Setelah mendalami isu Israel selama empat tahun, Monique Rijkers dengan dukungan dari suami tercinta, mendirikan Hadassah of Indonesia di tahun 2016, sebuah organisasi nirlaba yang bertujuan untuk mempromosikan toleransi dan keberagaman, khususnya terkait dengan Yahudi dan Israel. Selain mengadakan berbagai kegiatan sosial, seperti memberikan bantuan kesehatan, pendidikan, dan lingkungan kepada masyarakat yang membutuhkan, Hadassah of Indonesia juga mengadakan acara tahunan Tolerance Film Festival, produksi film, penulisan buku dan artikel, diskusi/seminar/pendalaman materi dan menyediakan jasa tur ke Israel dan Palestina.

Pada Oktober 2017, Monique Rijkers berkunjung ke Israel dalam acara Christian Media Summit di Yerusalem sekaligus menjalin relasi dan memperkenalkan yayasan Hadassah of Indonesia yang baru dia dirikan itu. Pada satu kesempatan, Monique Rijkers melihat Perdana Menteri Israel Benjamin Netanyahu lewat di hadapannya, lalu spontan meminta foto bersama. “Pak, saya dari Indonesia, boleh minta foto bersama,” katanya. Mendengar hal itu, PM Israel Benyamin Netanyahu menoleh dan mengiyakan. Singkat cerita, foto Monique Rijkers bersama Netanyahu viral di internet. Monique Rijkers kemudian dituduh sebagai agen Zionis atau Mossad yang tergabung dalam jaringan jurnalis internasional. Monique Rijkers membantah tuduhan tersebut dan menjelaskan bahwa pertemuannya dengan Netanyahu adalah spontan dan tidak direncanakan.
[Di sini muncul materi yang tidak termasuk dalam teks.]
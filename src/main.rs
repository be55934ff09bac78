// 该文件是 Posekit 项目的一部分。
// src/main.rs - 项目主程序
//
// 本程序遵循 GNU Affero 通用公共许可证（AGPL）许可协议。
// 本程序的发布旨在提供实用价值，但不作任何形式的担保，
// 包括但不限于对适销性或特定用途适用性的默示担保。
// 更多详情请参阅 GNU 通用公共许可证。
//
// Copyright (C) 2026 Johann Li <me@qinka.pro>, ETVP

use std::path::PathBuf;
use std::thread;
use std::time::Duration;

use anyhow::{Context, Result};
use clap::{Parser, Subcommand};
use tracing::{info, warn};

use posekit::{
  list_models,
  model::ModelOptions,
  registry::EstimatorRegistry,
  task::{FrameProcessor, ProcessError, ProcessFlags, StopHandle},
};

#[derive(Parser, Debug)]
#[command(author, version, about, long_about = None)]
struct Args {
  #[command(subcommand)]
  command: Command,
}

#[derive(Subcommand, Debug)]
enum Command {
  /// 对视频逐帧做姿态估计
  Process {
    /// 视频文件、图像序列目录或输入 URL
    video: String,

    /// 模型名称
    #[arg(short, long, default_value = "stub")]
    model: String,

    /// 输出目录
    #[arg(short, long, default_value = "results")]
    output_dir: PathBuf,

    /// 不生成标注视频
    #[arg(long)]
    no_video: bool,

    /// 不保存关键点报告
    #[arg(long)]
    no_keypoints: bool,

    /// 最多处理的帧数
    #[arg(long)]
    max_frames: Option<u64>,

    /// 模型参数，格式为 key=value，可重复
    #[arg(long = "option", value_name = "KEY=VALUE")]
    options: Vec<String>,

    /// 模型复杂度，原样传给模型
    #[arg(long)]
    model_complexity: Option<u32>,

    /// 最低检测置信度
    #[arg(long)]
    min_detection_confidence: Option<f64>,
  },
  /// 列出可用的模型
  Models,
}

fn main() -> Result<()> {
  tracing_subscriber::fmt::init();
  let args = Args::parse();
  let registry = EstimatorRegistry::with_builtin();

  match args.command {
    Command::Models => {
      for model in list_models(&registry) {
        println!("{:<12} {}", model.id, model.display_name);
      }
      Ok(())
    }
    Command::Process {
      video,
      model,
      output_dir,
      no_video,
      no_keypoints,
      max_frames,
      options,
      model_complexity,
      min_detection_confidence,
    } => {
      let mut model_options = ModelOptions::new();
      for option in &options {
        let parsed: ModelOptions = option
          .parse()
          .with_context(|| format!("无效的模型参数: {}", option))?;
        model_options = model_options.merged(&parsed);
      }
      if let Some(complexity) = model_complexity {
        model_options.insert("model_complexity", complexity);
      }
      if let Some(confidence) = min_detection_confidence {
        model_options.insert("min_detection_confidence", confidence);
      }

      let stop = StopHandle::new();
      let handler_stop = stop.clone();
      ctrlc::set_handler(move || {
        info!("收到中断信号，处理完当前帧后停止...");
        handler_stop.request_stop();
        thread::spawn(|| {
          thread::sleep(Duration::from_secs(30));
          warn!("强制退出程序");
          std::process::exit(1);
        });
      })
      .context("无法设置 Ctrl-C 处理函数")?;

      let processor = FrameProcessor::new(&registry, &model)
        .with_options(model_options)
        .with_output_dir(&output_dir)
        .with_flags(ProcessFlags {
          save_annotated_video: !no_video,
          save_report: !no_keypoints,
        })
        .with_max_frames(max_frames)
        .with_stop_handle(stop);

      let report = match processor.process(&video) {
        Ok(report) => report,
        Err(ProcessError::FrameDecode {
          frame, partial, ..
        }) if partial.artifacts.report_path.is_some() => {
          anyhow::bail!(
            "第 {} 帧解码失败, 部分结果 ({} 帧) 已保存到 {}",
            frame,
            partial.frames.len(),
            partial
              .artifacts
              .report_path
              .as_deref()
              .map(|p| p.display().to_string())
              .unwrap_or_default()
          );
        }
        Err(e) => return Err(e.into()),
      };

      let stats = &report.processing_stats;
      println!("处理完成!");
      println!("模型: {}", report.model_info.name);
      println!("总帧数: {}", stats.total_frames);
      println!(
        "检测到姿态: {} 帧 ({:.1}%)",
        stats.frames_with_pose,
        stats.pose_detection_rate * 100.0
      );
      if stats.frames_failed_detection > 0 {
        println!("检测失败: {} 帧", stats.frames_failed_detection);
      }
      println!("平均速度: {:.2} fps", stats.avg_fps);
      if report.incomplete {
        println!("处理被中断, 结果不完整");
      }
      if let Some(path) = &report.artifacts.report_path {
        println!("关键点报告: {}", path.display());
      }
      if let Some(path) = &report.artifacts.annotated_video_path {
        println!("标注视频: {}", path.display());
      }
      Ok(())
    }
  }
}
// 该文件是 Posekit 项目的一部分。
// src/output/report.rs - 关键点报告流式写出
//
// 本程序遵循 GNU Affero 通用公共许可证（AGPL）许可协议。
// 本程序的发布旨在提供实用价值，但不作任何形式的担保，
// 包括但不限于对适销性或特定用途适用性的默示担保。
// 更多详情请参阅 GNU 通用公共许可证。
//
// Copyright (C) 2026 Johann Li <me@qinka.pro>, ETVP

//! 关键点报告在处理过程中逐帧写入磁盘，每帧占一行，
//! 统计信息在结束时追加。先写入 `<name>.part`，完成后再改名，
//! 因此目标路径上的文件总是完整的 JSON。

use std::fs::File;
use std::io::{BufWriter, Write};
use std::path::{Path, PathBuf};

use serde::Serialize;
use thiserror::Error;
use tracing::{debug, info, warn};

use crate::output::SinkError;
use crate::pose::{ModelInfo, PoseFrame, ProcessingStats, VideoInfo};

#[derive(Error, Debug)]
pub enum WriteError {
  #[error("无法写入报告 {path}: {source}")]
  Report {
    path: PathBuf,
    #[source]
    source: std::io::Error,
  },
  #[error("报告序列化失败: {0}")]
  Serialize(#[from] serde_json::Error),
  #[error("无法写入标注视频: {0}")]
  Video(#[from] SinkError),
}

/// 报告文件名 `keypoints_<stem>.json`
pub fn report_file_name(stem: &str) -> String {
  format!("keypoints_{}.json", stem)
}

pub struct ReportWriter {
  path: PathBuf,
  part_path: PathBuf,
  writer: Option<BufWriter<File>>,
  frames_written: u64,
}

impl ReportWriter {
  /// 创建报告并写入视频与模型信息
  pub fn create(
    path: impl Into<PathBuf>,
    video_info: &VideoInfo,
    model_info: &ModelInfo,
  ) -> Result<Self, WriteError> {
    let path = path.into();
    let mut part_path = path.clone().into_os_string();
    part_path.push(".part");
    let part_path = PathBuf::from(part_path);

    let file = File::create(&part_path).map_err(|source| WriteError::Report {
      path: part_path.clone(),
      source,
    })?;
    let mut writer = Self {
      path,
      part_path,
      writer: Some(BufWriter::new(file)),
      frames_written: 0,
    };
    writer.write_raw("{\n  \"video_info\": ")?;
    writer.write_json(video_info)?;
    writer.write_raw(",\n  \"model_info\": ")?;
    writer.write_json(model_info)?;
    writer.write_raw(",\n  \"frames\": [")?;
    debug!("开始写入报告: {}", writer.part_path.display());
    Ok(writer)
  }

  pub fn path(&self) -> &Path {
    &self.path
  }

  pub fn frames_written(&self) -> u64 {
    self.frames_written
  }

  pub fn write_frame(&mut self, frame: &PoseFrame) -> Result<(), WriteError> {
    let separator = if self.frames_written == 0 { "\n    " } else { ",\n    " };
    self.write_raw(separator)?;
    self.write_json(frame)?;
    self.frames_written += 1;
    Ok(())
  }

  /// 写入统计信息并把报告移动到最终路径
  pub fn finish(
    mut self,
    stats: &ProcessingStats,
    incomplete: bool,
  ) -> Result<PathBuf, WriteError> {
    let close = if self.frames_written == 0 { "],\n" } else { "\n  ],\n" };
    self.write_raw(close)?;
    self.write_raw("  \"processing_stats\": ")?;
    self.write_json(stats)?;
    self.write_raw(&format!(",\n  \"incomplete\": {}\n}}\n", incomplete))?;

    if let Err(e) = self.persist() {
      self.discard();
      return Err(e);
    }
    info!(
      "报告已保存: {} ({} 帧)",
      self.path.display(),
      self.frames_written
    );
    Ok(self.path.clone())
  }

  fn persist(&mut self) -> Result<(), WriteError> {
    if let Some(writer) = self.writer.take() {
      let file = writer.into_inner().map_err(|e| WriteError::Report {
        path: self.part_path.clone(),
        source: e.into_error(),
      })?;
      file.sync_all().map_err(|source| self.io_error(source))?;
    }
    std::fs::rename(&self.part_path, &self.path).map_err(|source| WriteError::Report {
      path: self.path.clone(),
      source,
    })
  }

  /// 删除未完成的 `.part` 文件
  fn discard(&self) {
    if let Err(e) = std::fs::remove_file(&self.part_path) {
      warn!("无法删除 {}: {}", self.part_path.display(), e);
    } else {
      debug!("已删除未完成的报告 {}", self.part_path.display());
    }
  }

  fn write_raw(&mut self, text: &str) -> Result<(), WriteError> {
    let result = match self.writer.as_mut() {
      Some(writer) => writer.write_all(text.as_bytes()),
      None => return Ok(()),
    };
    result.map_err(|source| self.io_error(source))
  }

  fn write_json<T: Serialize>(&mut self, value: &T) -> Result<(), WriteError> {
    let line = serde_json::to_string(value)?;
    self.write_raw(&line)
  }

  fn io_error(&self, source: std::io::Error) -> WriteError {
    WriteError::Report {
      path: self.part_path.clone(),
      source,
    }
  }
}

impl Drop for ReportWriter {
  /// 没有调用 `finish` 时删除未完成的文件
  fn drop(&mut self) {
    if self.writer.take().is_some() {
      self.discard();
    }
  }
}

#[cfg(test)]
mod tests {
  use super::*;
  use crate::model::COCO_KEYPOINTS;
  use crate::pose::{FrameOutcome, Keypoint, PoseData, PoseMetadata, Report};

  fn video() -> VideoInfo {
    VideoInfo {
      path: "clip.mp4".to_string(),
      width: 20,
      height: 10,
      fps: 10.0,
      total_frames: 2,
    }
  }

  fn model() -> ModelInfo {
    ModelInfo::new("test", &COCO_KEYPOINTS[..2])
  }

  fn detected(n: u64) -> PoseFrame {
    let keypoints = vec![
      Keypoint::from_normalized(0, "nose", 0.5, 0.5, 0.9, 20, 10),
      Keypoint::from_normalized(1, "left_eye", 0.4, 0.4, 0.8, 20, 10),
    ];
    PoseFrame::new(
      n,
      10.0,
      0.01,
      FrameOutcome::Detected(PoseData {
        keypoints,
        bbox: None,
        metadata: PoseMetadata::new("test", 0.01),
      }),
    )
  }

  #[test]
  fn streamed_report_loads_back() {
    let dir = tempfile::tempdir().unwrap();
    let path = dir.path().join(report_file_name("clip"));
    let mut writer = ReportWriter::create(&path, &video(), &model()).unwrap();
    writer.write_frame(&detected(0)).unwrap();
    writer
      .write_frame(&PoseFrame::new(1, 10.0, 0.0, FrameOutcome::NoPose))
      .unwrap();
    let stats = ProcessingStats {
      total_frames: 2,
      frames_with_pose: 1,
      pose_detection_rate: 0.5,
      ..Default::default()
    };
    let written = writer.finish(&stats, false).unwrap();
    assert_eq!(written, path);
    assert!(!dir.path().join("keypoints_clip.json.part").exists());

    let report = Report::load(&path).unwrap();
    assert_eq!(report.video_info, video());
    assert_eq!(report.model_info, model());
    assert_eq!(report.frames.len(), 2);
    assert_eq!(report.frames[0], detected(0));
    assert_eq!(report.processing_stats, stats);
    assert!(!report.incomplete);
  }

  #[test]
  fn empty_report_is_valid_json() {
    let dir = tempfile::tempdir().unwrap();
    let path = dir.path().join("keypoints_empty.json");
    let writer = ReportWriter::create(&path, &video(), &model()).unwrap();
    writer.finish(&ProcessingStats::default(), true).unwrap();

    let value: serde_json::Value =
      serde_json::from_str(&std::fs::read_to_string(&path).unwrap()).unwrap();
    assert_eq!(value["frames"], serde_json::json!([]));
    assert_eq!(value["incomplete"], serde_json::json!(true));
    assert_eq!(value["processing_stats"]["pose_detection_rate"], 0.0);
  }

  #[test]
  fn dropped_writer_leaves_no_file() {
    let dir = tempfile::tempdir().unwrap();
    let path = dir.path().join("keypoints_drop.json");
    {
      let mut writer = ReportWriter::create(&path, &video(), &model()).unwrap();
      writer.write_frame(&detected(0)).unwrap();
    }
    assert_eq!(std::fs::read_dir(dir.path()).unwrap().count(), 0);
  }

  #[test]
  fn failed_rename_removes_part_file() {
    let dir = tempfile::tempdir().unwrap();
    let path = dir.path().join("keypoints_busy.json");
    std::fs::create_dir_all(path.join("occupied")).unwrap();

    let mut writer = ReportWriter::create(&path, &video(), &model()).unwrap();
    writer.write_frame(&detected(0)).unwrap();
    let err = writer.finish(&ProcessingStats::default(), false).unwrap_err();

    assert!(matches!(err, WriteError::Report { .. }));
    assert!(!dir.path().join("keypoints_busy.json.part").exists());
    assert!(path.is_dir());
  }
}
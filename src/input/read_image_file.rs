// 该文件是 Posekit 项目的一部分。
// src/input/read_image_file.rs - 图像序列输入
//
// 本程序遵循 GNU Affero 通用公共许可证（AGPL）许可协议。
// 本程序的发布旨在提供实用价值，但不作任何形式的担保，
// 包括但不限于对适销性或特定用途适用性的默示担保。
// 更多详情请参阅 GNU 通用公共许可证。
//
// Copyright (C) 2026 Johann Li <me@qinka.pro>, ETVP

use std::collections::VecDeque;
use std::path::{Path, PathBuf};

use image::{ImageReader, RgbImage};
use tracing::{debug, error, info};
use url::Url;

use crate::{
  FromUrl, FromUrlWithScheme,
  input::{DEFAULT_FPS, FrameSource, SourceError, normalize_fps, query_param},
  pose::VideoInfo,
};

const IMAGE_EXTENSIONS: [&str; 5] = ["png", "jpg", "jpeg", "bmp", "webp"];

/// 把目录里的图片按文件名排序后当作视频帧
///
/// 例如 `frames:///data/clip01?fps=25`。目录名即视频名，
/// 第一张图片在打开时解码以确定分辨率，其余图片按需解码。
pub struct ImageSequenceSource {
  info: VideoInfo,
  stem: String,
  pending: VecDeque<PathBuf>,
  first: Option<RgbImage>,
  finished: bool,
}

impl ImageSequenceSource {
  pub fn open(directory: &Path, fps: Option<f64>) -> Result<Self, SourceError> {
    let location = directory.display().to_string();
    if !directory.is_dir() {
      error!("图像序列目录不存在: {}", location);
      return Err(SourceError::NotFound(location));
    }

    let mut files: Vec<PathBuf> = std::fs::read_dir(directory)?
      .filter_map(|entry| entry.ok().map(|e| e.path()))
      .filter(|path| path.is_file() && is_image(path))
      .collect();
    files.sort();
    let mut pending: VecDeque<PathBuf> = files.into();

    let first = match pending.pop_front() {
      Some(path) => Some(decode(&path)?),
      None => None,
    };
    let (width, height) = first.as_ref().map(RgbImage::dimensions).unwrap_or((0, 0));
    let total_frames = pending.len() as u64 + first.is_some() as u64;

    let info = VideoInfo {
      path: location.clone(),
      width,
      height,
      fps: normalize_fps(fps.unwrap_or(DEFAULT_FPS), &location),
      total_frames,
    };
    info!(
      "打开图像序列 {}: {}x{}, {} 帧, {} fps",
      location, width, height, total_frames, info.fps
    );

    Ok(Self {
      info,
      stem: directory
        .file_name()
        .map(|n| n.to_string_lossy().into_owned())
        .unwrap_or_else(|| "frames".to_string()),
      pending,
      first,
      finished: false,
    })
  }
}

fn is_image(path: &Path) -> bool {
  path
    .extension()
    .and_then(|e| e.to_str())
    .is_some_and(|e| IMAGE_EXTENSIONS.contains(&e.to_ascii_lowercase().as_str()))
}

fn decode(path: &Path) -> Result<RgbImage, SourceError> {
  let to_error = |source| SourceError::Decode {
    path: path.display().to_string(),
    source,
  };
  let image = ImageReader::open(path)?
    .with_guessed_format()?
    .decode()
    .map_err(to_error)?;
  Ok(image.into_rgb8())
}

impl FromUrlWithScheme for ImageSequenceSource {
  const SCHEME: &'static str = "frames";
}

impl FromUrl for ImageSequenceSource {
  type Error = SourceError;

  fn from_url(url: &Url) -> Result<Self, Self::Error> {
    if url.scheme() != Self::SCHEME {
      return Err(SourceError::SchemeMismatch);
    }
    let fps = query_param(url, "fps")?;
    Self::open(Path::new(url.path()), fps)
  }
}

impl Iterator for ImageSequenceSource {
  type Item = Result<RgbImage, SourceError>;

  fn next(&mut self) -> Option<Self::Item> {
    if self.finished {
      return None;
    }
    if let Some(first) = self.first.take() {
      return Some(Ok(first));
    }
    let path = self.pending.pop_front()?;
    let result = decode(&path).and_then(|image| {
      let expected = (self.info.width, self.info.height);
      if image.dimensions() != expected {
        return Err(SourceError::FrameSizeMismatch {
          expected,
          actual: image.dimensions(),
        });
      }
      Ok(image)
    });
    if let Err(e) = &result {
      error!("解码 {} 失败: {}", path.display(), e);
      self.finished = true;
    }
    Some(result)
  }
}

impl FrameSource for ImageSequenceSource {
  fn video_info(&self) -> &VideoInfo {
    &self.info
  }

  fn stem(&self) -> &str {
    &self.stem
  }

  fn close(&mut self) {
    if !self.finished {
      debug!("关闭图像序列 {}", self.info.path);
      self.finished = true;
      self.first = None;
      self.pending.clear();
    }
  }
}

#[cfg(test)]
mod tests {
  use super::*;

  fn write_frames(dir: &Path, count: u32) {
    for i in 0..count {
      let image = RgbImage::from_pixel(12, 8, image::Rgb([i as u8 * 10, 0, 0]));
      image.save(dir.join(format!("frame_{:03}.png", i))).unwrap();
    }
  }

  #[test]
  fn reads_frames_in_name_order() {
    let dir = tempfile::tempdir().unwrap();
    write_frames(dir.path(), 3);
    std::fs::write(dir.path().join("notes.txt"), "ignored").unwrap();

    let source = ImageSequenceSource::open(dir.path(), Some(12.0)).unwrap();
    let info = source.video_info().clone();
    assert_eq!((info.width, info.height, info.total_frames), (12, 8, 3));
    assert_eq!(info.fps, 12.0);

    let frames: Vec<_> = source.collect::<Result<_, _>>().unwrap();
    let reds: Vec<u8> = frames.iter().map(|f| f.get_pixel(0, 0)[0]).collect();
    assert_eq!(reds, vec![0, 10, 20]);
  }

  #[test]
  fn missing_directory_is_not_found() {
    let dir = tempfile::tempdir().unwrap();
    let missing = dir.path().join("gone");
    match ImageSequenceSource::open(&missing, None) {
      Err(SourceError::NotFound(location)) => assert_eq!(location, missing.display().to_string()),
      other => panic!("unexpected: {:?}", other.map(|s| s.video_info().clone())),
    }
  }

  #[test]
  fn video_info_records_directory() {
    let dir = tempfile::tempdir().unwrap();
    write_frames(dir.path(), 1);
    let source = ImageSequenceSource::open(dir.path(), None).unwrap();
    assert_eq!(source.video_info().path, dir.path().display().to_string());
  }

  #[test]
  fn empty_directory_has_no_frames() {
    let dir = tempfile::tempdir().unwrap();
    let mut source = ImageSequenceSource::open(dir.path(), None).unwrap();
    assert_eq!(source.video_info().total_frames, 0);
    assert_eq!(source.video_info().fps, DEFAULT_FPS);
    assert!(source.next().is_none());
  }

  #[test]
  fn corrupt_frame_ends_stream_with_error() {
    let dir = tempfile::tempdir().unwrap();
    write_frames(dir.path(), 2);
    std::fs::write(dir.path().join("frame_001.png"), b"not a png").unwrap();

    let mut source = ImageSequenceSource::open(dir.path(), None).unwrap();
    assert!(source.next().unwrap().is_ok());
    assert!(matches!(source.next(), Some(Err(SourceError::Decode { .. }))));
    assert!(source.next().is_none());
  }

  #[test]
  fn from_url_reads_fps() {
    let dir = tempfile::tempdir().unwrap();
    write_frames(dir.path(), 1);
    let url = Url::from_directory_path(dir.path()).unwrap();
    let url = Url::parse(&format!("frames://{}?fps=25", url.path())).unwrap();
    let source = ImageSequenceSource::from_url(&url).unwrap();
    assert_eq!(source.video_info().fps, 25.0);
  }
}
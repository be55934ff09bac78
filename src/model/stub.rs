// 该文件是 Posekit 项目的一部分。
// src/model/stub.rs - 确定性测试模型
//
// 本程序遵循 GNU Affero 通用公共许可证（AGPL）许可协议。
// 本程序的发布旨在提供实用价值，但不作任何形式的担保，
// 包括但不限于对适销性或特定用途适用性的默示担保。
// 更多详情请参阅 GNU 通用公共许可证。
//
// Copyright (C) 2026 Johann Li <me@qinka.pro>, ETVP

use std::time::Instant;

use image::RgbImage;
use rand::{Rng, SeedableRng, rngs::StdRng};
use tracing::{debug, info};

use crate::{
  model::{COCO_KEYPOINTS, COCO_SKELETON, EstimatorError, ModelOptions, OptionError, PoseEstimator},
  output::draw::{Draw, DrawError},
  pose::{BoundingBox, Keypoint, PoseData, PoseMetadata},
};

const STUB_MODEL_NAME: &str = "StubPoseEstimator";

// 站立人体的归一化模板坐标，顺序与 COCO_KEYPOINTS 一致
const STUB_TEMPLATE: [(f64, f64); 17] = [
  (0.50, 0.15),
  (0.48, 0.13),
  (0.52, 0.13),
  (0.46, 0.14),
  (0.54, 0.14),
  (0.42, 0.28),
  (0.58, 0.28),
  (0.38, 0.42),
  (0.62, 0.42),
  (0.36, 0.55),
  (0.64, 0.55),
  (0.45, 0.58),
  (0.55, 0.58),
  (0.44, 0.74),
  (0.56, 0.74),
  (0.44, 0.90),
  (0.56, 0.90),
];

const STUB_SWAY: f64 = 0.03;
const STUB_JITTER: f64 = 0.01;

/// 生成合成关键点的模型，不依赖任何外部模型文件
///
/// 输出只由 `seed` 与调用次数决定，同样的输入序列总是得到同样的关键点。
/// 初始化之后既不会返回空结果，也不会失败。
pub struct StubEstimator {
  seed: u64,
  confidence_threshold: f64,
  draw: Draw,
  initialized: bool,
  calls: u64,
}

impl StubEstimator {
  pub fn new(seed: u64, confidence_threshold: f64) -> Self {
    Self {
      seed,
      confidence_threshold,
      draw: Draw::default()
        .with_confidence_threshold(confidence_threshold)
        .with_banner(format!("Model: {}", STUB_MODEL_NAME)),
      initialized: false,
      calls: 0,
    }
  }

  /// 读取参数 `seed`、`confidence_threshold`、`font`
  pub fn from_options(options: &ModelOptions) -> Result<Self, StubOptionError> {
    let seed = options.get_or("seed", 0u64)?;
    let threshold = options.get_unit("confidence_threshold", 0.5)?;
    let mut estimator = Self::new(seed, threshold);
    if let Some(font) = options.get_str("font") {
      estimator.draw = estimator.draw.with_font_file(font)?;
    }
    Ok(estimator)
  }

  fn keypoints(&self, width: u32, height: u32) -> Vec<Keypoint> {
    let phase = self.calls as f64 * 0.2 + (self.seed % 360) as f64;
    COCO_KEYPOINTS
      .iter()
      .zip(STUB_TEMPLATE)
      .enumerate()
      .map(|(i, (name, (tx, ty)))| {
        let mut rng = StdRng::seed_from_u64(self.seed ^ (self.calls << 8) ^ i as u64);
        let sway = STUB_SWAY * (phase + i as f64 * 0.1).sin();
        let x = tx + sway + rng.gen_range(-STUB_JITTER..=STUB_JITTER);
        let y = ty + rng.gen_range(-STUB_JITTER..=STUB_JITTER);
        let confidence = rng.gen_range(self.confidence_threshold..=1.0);
        Keypoint::from_normalized(i as u32, *name, x, y, confidence, width, height)
      })
      .collect()
  }
}

#[derive(thiserror::Error, Debug)]
pub enum StubOptionError {
  #[error(transparent)]
  Option(#[from] OptionError),
  #[error(transparent)]
  Font(#[from] DrawError),
}

impl PoseEstimator for StubEstimator {
  fn name(&self) -> &str {
    STUB_MODEL_NAME
  }

  fn initialize(&mut self) -> Result<(), EstimatorError> {
    if self.initialized {
      return Err(EstimatorError::AlreadyInitialized);
    }
    info!("初始化测试模型, seed = {}", self.seed);
    self.calls = 0;
    self.initialized = true;
    Ok(())
  }

  fn detect_pose(&mut self, frame: &RgbImage) -> Result<Option<PoseData>, EstimatorError> {
    if !self.initialized {
      return Err(EstimatorError::NotInitialized);
    }
    let now = Instant::now();
    let (width, height) = frame.dimensions();
    let keypoints = self.keypoints(width, height);
    self.calls += 1;

    let bbox = BoundingBox::enclosing(&keypoints, self.confidence_threshold);
    let elapsed = now.elapsed().as_secs_f64();
    debug!("测试模型生成 {} 个关键点", keypoints.len());

    Ok(Some(PoseData {
      keypoints,
      bbox,
      metadata: PoseMetadata::new(STUB_MODEL_NAME, elapsed)
        .with("confidence_threshold", self.confidence_threshold)
        .with("frame_size", vec![width, height]),
    }))
  }

  fn draw_pose(&self, frame: &RgbImage, pose: &PoseData) -> RgbImage {
    self.draw.draw_pose(frame, pose, self.connections())
  }

  fn keypoint_names(&self) -> &[&'static str] {
    &COCO_KEYPOINTS
  }

  fn connections(&self) -> &[(usize, usize)] {
    &COCO_SKELETON
  }

  fn cleanup(&mut self) {
    debug!("释放测试模型");
    self.initialized = false;
  }
}

#[cfg(test)]
mod tests {
  use super::*;

  #[test]
  fn detect_before_initialize_fails() {
    let mut stub = StubEstimator::new(0, 0.5);
    let frame = RgbImage::new(32, 32);
    assert!(matches!(
      stub.detect_pose(&frame),
      Err(EstimatorError::NotInitialized)
    ));
  }

  #[test]
  fn initialize_only_once() {
    let mut stub = StubEstimator::new(0, 0.5);
    stub.initialize().unwrap();
    assert!(matches!(
      stub.initialize(),
      Err(EstimatorError::AlreadyInitialized)
    ));
  }

  #[test]
  fn always_detects_full_keypoint_set() {
    let mut stub = StubEstimator::new(3, 0.5);
    stub.initialize().unwrap();
    let frame = RgbImage::new(64, 48);
    for _ in 0..20 {
      let pose = stub.detect_pose(&frame).unwrap().expect("stub never misses");
      assert_eq!(pose.keypoints.len(), COCO_KEYPOINTS.len());
      stub.validate_pose_data(&pose).unwrap();
      for kp in &pose.keypoints {
        assert!((0.0..=1.0).contains(&kp.x) && (0.0..=1.0).contains(&kp.y));
        assert!(kp.confidence >= 0.5 && kp.confidence <= 1.0);
        assert!(kp.pixel_x < 64 && kp.pixel_y < 48);
      }
    }
  }

  #[test]
  fn same_seed_same_keypoints() {
    let frame = RgbImage::new(64, 48);
    let run = |seed| {
      let mut stub = StubEstimator::new(seed, 0.5);
      stub.initialize().unwrap();
      (0..5)
        .map(|_| stub.detect_pose(&frame).unwrap().unwrap().keypoints)
        .collect::<Vec<_>>()
    };
    assert_eq!(run(11), run(11));
    assert_ne!(run(11), run(12));
  }

  #[test]
  fn confidence_stays_between_threshold_and_one() {
    let frame = RgbImage::new(64, 48);
    for threshold in [0.0, 0.9, 1.0] {
      let mut stub = StubEstimator::new(5, threshold);
      stub.initialize().unwrap();
      let pose = stub.detect_pose(&frame).unwrap().unwrap();
      assert!(
        pose
          .keypoints
          .iter()
          .all(|kp| (threshold..=1.0).contains(&kp.confidence))
      );
    }
  }

  #[test]
  fn options_are_validated() {
    let options = ModelOptions::new().set("confidence_threshold", "2");
    assert!(matches!(
      StubEstimator::from_options(&options),
      Err(StubOptionError::Option(_))
    ));
    let options = ModelOptions::new().set("font", "/nonexistent.ttf");
    assert!(matches!(
      StubEstimator::from_options(&options),
      Err(StubOptionError::Font(_))
    ));
  }

  #[test]
  fn model_info_lists_keypoints() {
    let stub = StubEstimator::new(0, 0.5);
    let info = stub.model_info();
    assert_eq!(info.name, STUB_MODEL_NAME);
    assert_eq!(info.num_keypoints, 17);
    assert_eq!(info.keypoint_names[0], "nose");
  }
}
Ia juga mengatakan bahwa ia membawa selebaran yang menunjukkan keragaman Indonesia kepada Netanyahu.
Saat wartawan Tokoh Indonesia bertanya darimana asal darah Yahudi Monique Rijkers, sang suami bercerita bahwa Monique Rijkers awalnya tidak tahu kalau dia berdarah Yahudi. Oma Monique Rijkers yang selama ini tinggal di Belanda merahasiakan sebuah fakta bahwa ayah Omanya adalah keturunan Yahudi. Sang Oma takut memberitahu karena melihat begitu besarnya kebencian terhadap Yahudi di daerah Eropa pada waktu itu. Singkat cerita, Sang Oma akhirnya mengaku kalau Monique Rijkers mempunyai darah Yahudi dari kakek buyutnya.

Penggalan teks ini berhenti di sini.